Dai social di potere al popolo
NO AI DATA CENTER NELL'HINTERLAND MILANESE
Mentre si continua a parlare di "innovazione" e "sviluppo", c'è una domanda che la politica e i grandi investitori evitano accuratamente: chi pagherà il prezzo ambientale della corsa all'intelligenza artificiale?
I data center sono gigantesche infrastrutture industriali che funzionano giorno e notte. Consumano enormi quantità di energia, richiedono ingenti risorse idriche per il raffreddamento e producono calore. Intanto i cittadini devono già fare i conti con estati sempre più torride, siccità, consumo di suolo e crisi climatica.
Ancora una volta il rischio è che ai territori vengano lasciati gli impatti ambientali, mentre i profitti finiranno nelle mani delle grandi multinazionali del digitale.
Ci raccontano che arriveranno sviluppo e posti di lavoro.
Ma l'esperienza dimostra che, una volta conclusi i cantieri, i posti di lavoro stabili sono pochi, mentre restano infrastrutture energivore, consumo di risorse e nuovi vincoli sul territorio.
Inoltre in.questo sistema basato sul profitto, l'AI porterà sicuramente a una riduzione generalizzata dei posti di lavoro e all' aumento degli introiti per le multinazionali del setttore , invece che a una riduzione della fatica umana e a un miglioramento del reddito dei cittadini.
Noi diciamo che prima di autorizzare nuovi data center servono risposte chiare.
Dove verranno costruiti?
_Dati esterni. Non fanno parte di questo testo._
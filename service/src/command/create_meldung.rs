//! [`Command`] for filing a new [`Meldung`].

use common::{
    operations::{By, Commit, Insert, Select, Transact, Transacted},
    DateTime, Money,
};
use derive_more::{Display, Error, From};
use tracerr::Traced;

#[cfg(doc)]
use crate::domain::Unit;
use crate::{
    domain::{meldung, user, Meldung, User},
    infra::{database, Database},
    Service,
};

use super::Command;

/// [`Command`] for filing a new [`Meldung`] by a tenant [`User`] against the
/// [`Unit`] the tenant lives in.
#[derive(Clone, Debug)]
pub struct CreateMeldung {
    /// ID of the tenant [`User`] filing the [`Meldung`].
    pub reporter_id: user::Id,

    /// [`meldung::Title`] of the new [`Meldung`].
    pub title: meldung::Title,

    /// [`meldung::Description`] of the new [`Meldung`].
    pub description: meldung::Description,

    /// [`meldung::Priority`] of the new [`Meldung`].
    pub priority: meldung::Priority,

    /// Images attached to the new [`Meldung`].
    pub images: Vec<meldung::ImageUrl>,

    /// Estimated cost of the repair, if known.
    pub estimated_cost: Option<Money>,
}

impl<Db, Bill> Command<CreateMeldung> for Service<Db, Bill>
where
    Db: Database<
            Select<By<Option<User>, user::Id>>,
            Ok = Option<User>,
            Err = Traced<database::Error>,
        > + Database<Transact, Err = Traced<database::Error>>,
    Transacted<Db>: Database<
            Insert<Meldung>,
            Ok = (),
            Err = Traced<database::Error>,
        > + Database<Commit, Ok = (), Err = Traced<database::Error>>,
{
    type Ok = Meldung;
    type Err = Traced<ExecutionError>;

    async fn execute(
        &self,
        cmd: CreateMeldung,
    ) -> Result<Self::Ok, Self::Err> {
        use ExecutionError as E;

        let CreateMeldung {
            reporter_id,
            title,
            description,
            priority,
            images,
            estimated_cost,
        } = cmd;

        if estimated_cost.is_some_and(|c| c.is_negative()) {
            return Err(tracerr::new!(E::NegativeCost));
        }

        let reporter = self
            .database()
            .execute(Select(By::new(reporter_id)))
            .await
            .map_err(tracerr::map_from_and_wrap!(=> E))?
            .ok_or(E::UserNotExists(reporter_id))
            .map_err(tracerr::wrap!())?;
        if reporter.role() != user::Role::Tenant {
            return Err(tracerr::new!(E::NotTenant(reporter_id)));
        }
        let unit_id = reporter
            .assigned_unit()
            .ok_or(E::NoUnit(reporter_id))
            .map_err(tracerr::wrap!())?;

        let now = DateTime::now();
        let meldung = Meldung {
            id: meldung::Id::new(),
            unit_id,
            reporter_id,
            assigned_to: None,
            title,
            description,
            status: meldung::Status::INITIAL,
            priority,
            notes: vec![],
            images,
            estimated_cost,
            actual_cost: None,
            scheduled_for: None,
            created_at: now.coerce(),
            updated_at: now.coerce(),
            completed_at: None,
        };

        let tx = self
            .database()
            .execute(Transact)
            .await
            .map_err(tracerr::map_from_and_wrap!(=> E))?;
        tx.execute(Insert(meldung.clone()))
            .await
            .map_err(tracerr::map_from_and_wrap!(=> E))?;
        tx.execute(Commit)
            .await
            .map_err(tracerr::map_from_and_wrap!(=> E))?;

        Ok(meldung)
    }
}

/// Error of [`CreateMeldung`] [`Command`] execution.
#[derive(Debug, Display, Error, From)]
pub enum ExecutionError {
    /// [`Database`] error.
    #[display("`Database` operation failed: {_0}")]
    Db(database::Error),

    /// [`User`] doesn't exist.
    #[display("`User(id: {_0})` does not exist")]
    #[from(ignore)]
    UserNotExists(#[error(not(source))] user::Id),

    /// [`User`] is not a tenant.
    #[display("`User(id: {_0})` is not a tenant")]
    #[from(ignore)]
    NotTenant(#[error(not(source))] user::Id),

    /// Tenant [`User`] doesn't live in any [`Unit`].
    #[display("`User(id: {_0})` has no `Unit` assigned")]
    #[from(ignore)]
    NoUnit(#[error(not(source))] user::Id),

    /// Estimated cost is negative.
    #[display("Estimated cost cannot be negative")]
    NegativeCost,
}
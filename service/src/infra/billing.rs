//! Billing provider integration.

use common::Handler;
use derive_more::{Display, Error as StdError, From};
use secrecy::{ExposeSecret as _, SecretString};
use serde::Deserialize;
use serde_json::json;
use tracerr::Traced;
use tracing as log;

#[cfg(doc)]
use crate::domain::{user::Subscription, User};
use crate::domain::user::{self, subscription};

/// Billing provider.
pub use common::Handler as Billing;

/// Operation of creating a new [`Subscription`] at the billing provider.
#[derive(Clone, Debug)]
pub struct CreateSubscription {
    /// ID of the paying landlord [`User`].
    pub user_id: user::Id,

    /// Email of the paying landlord [`User`].
    pub email: user::Email,

    /// Number of units to pay for.
    pub quantity: subscription::Quantity,
}

/// Created [`Subscription`] awaiting approval by the payer.
#[derive(Clone, Debug, PartialEq)]
pub struct Approval {
    /// ID of the created [`Subscription`] at the billing provider.
    pub subscription_id: subscription::ProviderId,

    /// URL the payer approves the [`Subscription`] at.
    pub approval_url: String,
}

/// Operation of changing the quantity of an existing [`Subscription`].
#[derive(Clone, Debug)]
pub struct ReviseSubscription {
    /// ID of the [`Subscription`] at the billing provider.
    pub subscription_id: subscription::ProviderId,

    /// New number of units to pay for.
    pub quantity: subscription::Quantity,
}

/// Operation of checking that a [`Webhook`] delivery originates from the
/// billing provider.
#[derive(Clone, Debug)]
pub struct VerifyWebhook {
    /// Signature the delivery came with.
    pub signature: WebhookSignature,

    /// Delivered event exactly as received.
    pub event: serde_json::Value,
}

/// Transmission headers [PayPal] signs every [`Webhook`] delivery with.
///
/// [PayPal]: https://developer.paypal.com/api/rest/webhooks/rest
#[derive(Clone, Debug, Default)]
pub struct WebhookSignature {
    /// `PAYPAL-TRANSMISSION-ID` header.
    pub transmission_id: String,

    /// `PAYPAL-TRANSMISSION-TIME` header.
    pub transmission_time: String,

    /// `PAYPAL-TRANSMISSION-SIG` header.
    pub transmission_sig: String,

    /// `PAYPAL-CERT-URL` header.
    pub cert_url: String,

    /// `PAYPAL-AUTH-ALGO` header.
    pub auth_algo: String,
}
Quanta energia consumeranno e da quali fonti arriverà?
Quanta acqua sarà necessaria per il raffreddamento?
Quale sarà l'impatto sulla salute, sul clima e sulla qualità della vita?
Quali benefici concreti avranno le comunità locali?
Non accetteremo che i nostri territori diventino la nuova frontiera della speculazione legata all'intelligenza artificiale.
Sono interessati da progetti di nuovi data center o da un'espansione di queste infrastrutture i territori di Melzo, Vignate, Liscate, Cassano d'Adda, Settala (Caleppio), Segrate, Peschiera Borromeo, Melegnano, Opera, Rozzano, Noviglio, Settimo Milanese, Cornaredo, Rho, Pero, Vittuone, Pregnana Milanese, Bollate (Cassina Nuova), Siziano, Bornasco, Certosa di Pavia, Bertonico, Ponte San Pietro e Arcene.
Chiediamo ai sindaci e alle amministrazioni locali di fermarsi e ascoltare i cittadini, invece di inseguire gli interessi dei grandi gruppi economici.
Il territorio non è una merce.
L'acqua non è una risorsa infinita.
L'energia non può essere sottratta ai bisogni delle persone per alimentare un modello di sviluppo che scarica sulle comunità i costi e privatizza i profitti.
Potere al Popolo! dice NO alla proliferazione dei data center senza una pianificazione democratica, trasparente e rispettosa dell'ambiente.
Difendere il territorio oggi significa difendere il futuro delle prossime generazioni.
NO AI DATA CENTER NELL'HINTERLAND MILANESE.